Both taking their weapons and setting them to kill, Samya and Mika took out each Ensign after Ensign until they all hit the floor, permanently. With Toji, the spawn mother, remaining, the two women laid constant phaser beams while dodging each of his lurching punches after punches.
“I’m sorry I just abandoned my ideals like some kind of Eddington wannabe, but I suppose your recklessness is more fitting than naught?” Mika said as Jarell watched Toji hit the floor in a hard thud. “And whatever’s going on with our phasers is just going to have to wait to be explained in our next adventure.”

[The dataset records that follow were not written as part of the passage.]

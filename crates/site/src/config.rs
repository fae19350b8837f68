//! Site configuration loaded from environment variables.
//!
//! # Environment Variables
//!
//! ## Required
//! - `SITE_DATABASE_URL` - `PostgreSQL` connection string (falls back to `DATABASE_URL`)
//! - `SITE_BASE_URL` - Public URL for the site
//! - `SITE_SESSION_SECRET` - Session signing secret (min 32 chars, high entropy)
//!
//! ## Optional
//! - `SITE_HOST` - Bind address (default: 127.0.0.1)
//! - `SITE_PORT` - Listen port (default: 3000)
//! - `FEATURED_STRATEGY` - `weighted` or `top_rated` (default: weighted)
//! - `FEATURED_COUNT` - Number of featured shops, 1-20 (default: 5)
//! - `LOCATION_FIX_TTL_SECS` - How long a reported location is reused (default: 300)
//! - `SENTRY_DSN` - Sentry error tracking DSN
//! - `SENTRY_ENVIRONMENT` - Sentry environment name
//! - `SENTRY_SAMPLE_RATE` - Error sample rate (default: 1.0)
//! - `SENTRY_TRACES_SAMPLE_RATE` - Transaction sample rate (default: 0.0)

use std::collections::HashMap;
use std::net::{IpAddr, SocketAddr};
use std::time::Duration;

use secrecy::{ExposeSecret, SecretString};
use thiserror::Error;

use crate::directory::{FeaturedPolicy, FeaturedStrategy};

const MIN_SESSION_SECRET_LENGTH: usize = 32;
const MIN_ENTROPY_BITS_PER_CHAR: f64 = 3.3;
const MAX_FEATURED_COUNT: usize = 20;

/// Blocklist of common placeholder patterns (case-insensitive)
const PLACEHOLDER_PATTERNS: &[&str] = &[
    "your-",
    "changeme",
    "replace",
    "placeholder",
    "example",
    "secret",
    "password",
    "xxx",
    "todo",
    "fixme",
    "insert",
    "enter-",
    "put-your",
    "add-your",
];

/// Configuration errors that can occur during loading.
#[derive(Debug, Error)]
pub enum ConfigError {
    #[error("Missing environment variable: {0}")]
    MissingEnvVar(String),
    #[error("Invalid environment variable {0}: {1}")]
    InvalidEnvVar(String, String),
    #[error("Insecure secret in {0}: {1}")]
    InsecureSecret(String, String),
}

/// Site application configuration.
#[derive(Debug, Clone)]
pub struct SiteConfig {
    /// `PostgreSQL` database connection URL (contains password)
    pub database_url: SecretString,
    /// IP address to bind the server to
    pub host: IpAddr,
    /// Port to listen on
    pub port: u16,
    /// Public base URL for the site
    pub base_url: String,
    /// Session signing secret
    pub session_secret: SecretString,
    /// Listing and "near me" behaviour
    pub listing: ListingConfig,
    /// Sentry error tracking
    pub sentry: SentryConfig,
}

/// Directory listing policy.
#[derive(Debug, Clone, Copy, PartialEq)]
pub struct ListingConfig {
    /// How featured shops are chosen.
    pub featured: FeaturedPolicy,
    /// How long a reported location fix is reused before it is discarded.
    pub location_fix_ttl: Duration,
}

impl Default for ListingConfig {
    fn default() -> Self {
        Self {
            featured: FeaturedPolicy::default(),
            location_fix_ttl: Duration::from_secs(300),
        }
    }
}

/// Sentry settings. Sentry is disabled when `dsn` is `None`.
#[derive(Debug, Clone, Default)]
pub struct SentryConfig {
    pub dsn: Option<String>,
    pub environment: Option<String>,
    pub sample_rate: f32,
    pub traces_sample_rate: f32,
}

impl SiteConfig {
    /// Load configuration from environment variables.
    ///
    /// Calls `dotenvy::dotenv()` to load from `.env` file if present.
    ///
    /// # Errors
    ///
    /// Returns `ConfigError` if required variables are missing, invalid, or
    /// if secrets fail validation (placeholder detection, entropy check).
    pub fn from_env() -> Result<Self, ConfigError> {
        // Load .env file if present (ignore errors if not found)
        let _ = dotenvy::dotenv();

        let database_url = get_database_url("SITE_DATABASE_URL")?;
        let host = parse_env_or_default::<IpAddr>("SITE_HOST", "127.0.0.1")?;
        let port = parse_env_or_default::<u16>("SITE_PORT", "3000")?;
        let base_url = get_required_env("SITE_BASE_URL")?;
        url::Url::parse(&base_url)
            .map_err(|e| ConfigError::InvalidEnvVar("SITE_BASE_URL".to_string(), e.to_string()))?;
        let session_secret = get_validated_secret("SITE_SESSION_SECRET")?;
        validate_session_secret(&session_secret, "SITE_SESSION_SECRET")?;

        Ok(Self {
            database_url,
            host,
            port,
            base_url,
            session_secret,
            listing: ListingConfig::from_env()?,
            sentry: SentryConfig::from_env()?,
        })
    }

    /// Returns the socket address for binding the server.
    #[must_use]
    pub const fn socket_addr(&self) -> SocketAddr {
        SocketAddr::new(self.host, self.port)
    }

    /// Whether the site is served over HTTPS (controls secure cookies).
    #[must_use]
    pub fn is_secure(&self) -> bool {
        self.base_url.starts_with("https://")
    }
}

impl ListingConfig {
    fn from_env() -> Result<Self, ConfigError> {
        let strategy = parse_env_or_default::<FeaturedStrategy>("FEATURED_STRATEGY", "weighted")?;
        let count = parse_env_or_default::<usize>("FEATURED_COUNT", "5")?;
        if count == 0 || count > MAX_FEATURED_COUNT {
            return Err(ConfigError::InvalidEnvVar(
                "FEATURED_COUNT".to_string(),
                format!("must be between 1 and {MAX_FEATURED_COUNT}"),
            ));
        }
        let ttl_secs = parse_env_or_default::<u64>("LOCATION_FIX_TTL_SECS", "300")?;

        Ok(Self {
            featured: FeaturedPolicy { strategy, count },
            location_fix_ttl: Duration::from_secs(ttl_secs),
        })
    }
}

impl SentryConfig {
    fn from_env() -> Result<Self, ConfigError> {
        Ok(Self {
            dsn: get_optional_env("SENTRY_DSN"),
            environment: get_optional_env("SENTRY_ENVIRONMENT"),
            sample_rate: parse_env_or_default::<f32>("SENTRY_SAMPLE_RATE", "1.0")?,
            traces_sample_rate: parse_env_or_default::<f32>("SENTRY_TRACES_SAMPLE_RATE", "0.0")?,
        })
    }
}

// =============================================================================
// Helper Functions
// =============================================================================

/// Get a required environment variable.
fn get_required_env(key: &str) -> Result<String, ConfigError> {
    std::env::var(key).map_err(|_| ConfigError::MissingEnvVar(key.to_string()))
}

/// Get database URL with fallback to generic `DATABASE_URL`.
fn get_database_url(primary_key: &str) -> Result<SecretString, ConfigError> {
    if let Ok(value) = std::env::var(primary_key) {
        return Ok(SecretString::from(value));
    }
    if let Ok(value) = std::env::var("DATABASE_URL") {
        return Ok(SecretString::from(value));
    }
    Err(ConfigError::MissingEnvVar(primary_key.to_string()))
}

/// Get an optional environment variable.
fn get_optional_env(key: &str) -> Option<String> {
    std::env::var(key).ok().filter(|v| !v.trim().is_empty())
}

/// Parse an environment variable, falling back to `default` when unset.
fn parse_env_or_default<T>(key: &str, default: &str) -> Result<T, ConfigError>
where
    T: std::str::FromStr,
    T::Err: std::fmt::Display,
{
    let raw = std::env::var(key).unwrap_or_else(|_| default.to_string());
    raw.trim()
        .parse::<T>()
        .map_err(|e| ConfigError::InvalidEnvVar(key.to_string(), e.to_string()))
}

/// Validate that a session secret meets minimum length requirements.
fn validate_session_secret(secret: &SecretString, var_name: &str) -> Result<(), ConfigError> {
    let value = secret.expose_secret();
    if value.len() < MIN_SESSION_SECRET_LENGTH {
        return Err(ConfigError::InsecureSecret(
            var_name.to_string(),
            format!(
                "must be at least {} characters (got {})",
                MIN_SESSION_SECRET_LENGTH,
                value.len()
            ),
        ));
    }
    Ok(())
}

/// Calculate Shannon entropy in bits per character.
fn shannon_entropy(s: &str) -> f64 {
    if s.is_empty() {
        return 0.0;
    }

    let mut freq: HashMap<char, usize> = HashMap::new();
    for c in s.chars() {
        *freq.entry(c).or_insert(0) += 1;
    }

    #[allow(clippy::cast_precision_loss)] // String length will never exceed f64 precision
    let len = s.chars().count() as f64;
    freq.values()
        .map(|&count| {
            #[allow(clippy::cast_precision_loss)]
            let p = count as f64 / len;
            -p * p.log2()
        })
        .sum()
}

/// Validate that a secret is not a placeholder and has sufficient entropy.
fn validate_secret_strength(secret: &str, var_name: &str) -> Result<(), ConfigError> {
    let lower = secret.to_lowercase();

    if let Some(pattern) = PLACEHOLDER_PATTERNS.iter().find(|p| lower.contains(*p)) {
        return Err(ConfigError::InsecureSecret(
            var_name.to_string(),
            format!("appears to be a placeholder (contains '{pattern}')"),
        ));
    }

    let entropy = shannon_entropy(secret);
    if entropy < MIN_ENTROPY_BITS_PER_CHAR {
        return Err(ConfigError::InsecureSecret(
            var_name.to_string(),
            format!(
                "entropy too low ({entropy:.2} bits/char, need >= {MIN_ENTROPY_BITS_PER_CHAR:.1}). Use a randomly generated secret."
            ),
        ));
    }

    Ok(())
}

/// Load and validate a secret from environment.
fn get_validated_secret(key: &str) -> Result<SecretString, ConfigError> {
    let value = get_required_env(key)?;
    validate_secret_strength(&value, key)?;
    Ok(SecretString::from(value))
}

#[cfg(test)]
#[allow(clippy::unwrap_used)]
mod tests {
    use super::*;

    #[test]
    fn test_shannon_entropy_bounds() {
        assert!((shannon_entropy("") - 0.0).abs() < f64::EPSILON);
        assert!((shannon_entropy("zzzzzz") - 0.0).abs() < f64::EPSILON);
        assert!((shannon_entropy("ab") - 1.0).abs() < 0.01);
        assert!(shannon_entropy("Qm7#vT2!pL9@xR4$") > 3.3);
    }

    #[test]
    fn test_validate_secret_strength_rejects_placeholders() {
        let err = validate_secret_strength("changeme-session-key", "SITE_SESSION_SECRET")
            .unwrap_err();
        assert!(matches!(err, ConfigError::InsecureSecret(var, _) if var == "SITE_SESSION_SECRET"));
    }

    #[test]
    fn test_validate_secret_strength_rejects_low_entropy() {
        assert!(validate_secret_strength(&"ab".repeat(20), "SITE_SESSION_SECRET").is_err());
    }

    #[test]
    fn test_validate_secret_strength_accepts_random() {
        assert!(validate_secret_strength("Qm7#vT2!pL9@xR4$kW8^nB3&cZ6*hJ1%", "X").is_ok());
    }

    #[test]
    fn test_validate_session_secret_length() {
        assert!(validate_session_secret(&SecretString::from("short"), "X").is_err());
        assert!(validate_session_secret(&SecretString::from("k".repeat(32)), "X").is_ok());
    }

    #[test]
    fn test_listing_defaults() {
        let listing = ListingConfig::default();
        assert_eq!(listing.featured.count, 5);
        assert_eq!(listing.featured.strategy, FeaturedStrategy::Weighted);
        assert_eq!(listing.location_fix_ttl, Duration::from_secs(300));
    }

    #[test]
    fn test_socket_addr_and_secure_flag() {
        let config = SiteConfig {
            database_url: SecretString::from("postgres://localhost/chequealo"),
            host: "0.0.0.0".parse().unwrap(),
            port: 8080,
            base_url: "https://chequealo.do".to_string(),
            session_secret: SecretString::from("k".repeat(32)),
            listing: ListingConfig::default(),
            sentry: SentryConfig::default(),
        };

        assert_eq!(config.socket_addr().to_string(), "0.0.0.0:8080");
        assert!(config.is_secure());
    }

    #[test]
    fn test_debug_hides_secrets() {
        let config = SiteConfig {
            database_url: SecretString::from("postgres://admin:hunter2@db/chequealo"),
            host: "127.0.0.1".parse().unwrap(),
            port: 3000,
            base_url: "http://localhost:3000".to_string(),
            session_secret: SecretString::from("Qm7#vT2!pL9@xR4$kW8^nB3&cZ6*hJ1%"),
            listing: ListingConfig::default(),
            sentry: SentryConfig::default(),
        };

        let debug_output = format!("{config:?}");
        assert!(debug_output.contains("localhost:3000"));
        assert!(!debug_output.contains("hunter2"));
        assert!(!debug_output.contains("Qm7#vT2"));
    }
}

Samya kicked Toji to make sure he wasn’t moving. “Agreed. And, yeah, I need to be more careful about the holes I manufacture. Now, are you going to help me infiltrate the Solanae or are you going to sit around all day talking about your feelings?”
“No, ma’am. I’m ready for excessive, over-the-top violence that perpetuates morbid tendencies,” Mika stood at attention.
The Captain sighed in relief. “Thank you. You were just misled by Picard-ism. It affects one in every six Starfleet officers. You’re fixed now. You’re mostly fixed.” She then turned to her first officer. “Commander Jarell, please see to it that Mika and I get medals. Good ones. None of that Palm Leaf of Axanar crap.”
“Yes, Captain.” He bowed slightly before leaving.
Samya looked at all the bodies. “Let’s drag these into the warp core reaction chamber so the other Bluegills don’t find out about them. They sent out that message in 2364 and nothing came of it, but we can’t take any chances.”
Mika nodded and several non-taken-over Ensigns in the hallway stopped in shock and awe as the two ladies, hauling the human meat bags, left sickening amounts of gunk and bug ooze in the carpets all the way to the engine room.